Stored data entries
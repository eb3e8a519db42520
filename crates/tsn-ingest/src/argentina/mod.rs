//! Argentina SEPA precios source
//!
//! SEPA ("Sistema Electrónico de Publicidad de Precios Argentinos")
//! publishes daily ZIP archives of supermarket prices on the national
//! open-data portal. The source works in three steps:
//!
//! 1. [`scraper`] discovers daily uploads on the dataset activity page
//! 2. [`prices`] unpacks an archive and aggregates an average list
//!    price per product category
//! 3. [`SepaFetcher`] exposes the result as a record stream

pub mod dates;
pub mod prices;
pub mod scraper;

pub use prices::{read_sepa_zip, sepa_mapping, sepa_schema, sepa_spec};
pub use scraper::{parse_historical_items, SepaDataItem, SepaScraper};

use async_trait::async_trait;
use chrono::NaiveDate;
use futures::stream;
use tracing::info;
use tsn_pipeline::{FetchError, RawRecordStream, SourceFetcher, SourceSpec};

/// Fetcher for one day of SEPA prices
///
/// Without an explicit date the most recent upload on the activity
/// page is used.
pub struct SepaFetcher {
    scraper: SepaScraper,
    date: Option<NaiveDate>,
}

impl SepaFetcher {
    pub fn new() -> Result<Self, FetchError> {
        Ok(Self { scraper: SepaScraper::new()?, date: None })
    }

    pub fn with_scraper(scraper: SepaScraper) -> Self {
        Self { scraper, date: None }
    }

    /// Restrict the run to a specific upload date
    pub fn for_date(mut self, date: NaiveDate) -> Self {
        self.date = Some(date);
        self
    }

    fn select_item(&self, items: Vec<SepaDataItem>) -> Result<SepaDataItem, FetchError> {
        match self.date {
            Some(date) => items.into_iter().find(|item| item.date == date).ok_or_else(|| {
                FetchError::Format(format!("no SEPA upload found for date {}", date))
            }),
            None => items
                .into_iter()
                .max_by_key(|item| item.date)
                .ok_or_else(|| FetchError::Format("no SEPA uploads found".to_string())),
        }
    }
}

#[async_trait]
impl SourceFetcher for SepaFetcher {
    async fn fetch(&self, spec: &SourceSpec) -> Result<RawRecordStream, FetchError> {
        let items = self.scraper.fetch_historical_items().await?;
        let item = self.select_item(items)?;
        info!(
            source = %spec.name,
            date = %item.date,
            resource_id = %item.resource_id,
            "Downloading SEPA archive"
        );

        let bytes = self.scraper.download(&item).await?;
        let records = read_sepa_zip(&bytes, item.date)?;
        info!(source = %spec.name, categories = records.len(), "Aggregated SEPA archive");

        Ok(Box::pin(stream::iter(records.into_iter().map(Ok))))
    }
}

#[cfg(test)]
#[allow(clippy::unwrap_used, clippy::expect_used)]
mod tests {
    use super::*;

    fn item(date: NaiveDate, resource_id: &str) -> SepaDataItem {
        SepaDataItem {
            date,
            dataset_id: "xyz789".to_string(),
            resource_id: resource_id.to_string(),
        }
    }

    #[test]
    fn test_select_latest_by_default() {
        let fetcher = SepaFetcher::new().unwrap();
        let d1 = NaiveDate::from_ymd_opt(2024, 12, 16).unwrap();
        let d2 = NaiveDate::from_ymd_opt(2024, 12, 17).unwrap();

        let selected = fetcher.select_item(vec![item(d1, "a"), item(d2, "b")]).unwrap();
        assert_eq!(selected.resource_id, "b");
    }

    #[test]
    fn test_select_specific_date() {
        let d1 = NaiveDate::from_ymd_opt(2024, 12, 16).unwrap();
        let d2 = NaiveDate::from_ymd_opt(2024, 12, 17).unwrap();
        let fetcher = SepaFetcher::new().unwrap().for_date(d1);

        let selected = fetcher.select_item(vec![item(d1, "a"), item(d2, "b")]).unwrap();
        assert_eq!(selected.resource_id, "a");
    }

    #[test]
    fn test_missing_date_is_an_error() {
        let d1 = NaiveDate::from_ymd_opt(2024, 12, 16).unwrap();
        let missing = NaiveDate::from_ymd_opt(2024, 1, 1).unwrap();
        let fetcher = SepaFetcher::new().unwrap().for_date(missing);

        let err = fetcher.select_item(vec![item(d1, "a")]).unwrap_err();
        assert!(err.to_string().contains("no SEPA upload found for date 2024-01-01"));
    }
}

**Task to carry out**
For each line above that contains the word "scraper", copy that line.

**Answer to this problem**
//! 1. [`scraper`] discovers daily uploads on the dataset activity page
pub mod scraper;
pub use scraper::{parse_historical_items, SepaDataItem, SepaScraper};
    scraper: SepaScraper,
        Ok(Self { scraper: SepaScraper::new()?, date: None })
    pub fn with_scraper(scraper: SepaScraper) -> Self {
        Self { scraper, date: None }
        let items = self.scraper.fetch_historical_items().await?;
        let bytes = self.scraper.download(&item).await?;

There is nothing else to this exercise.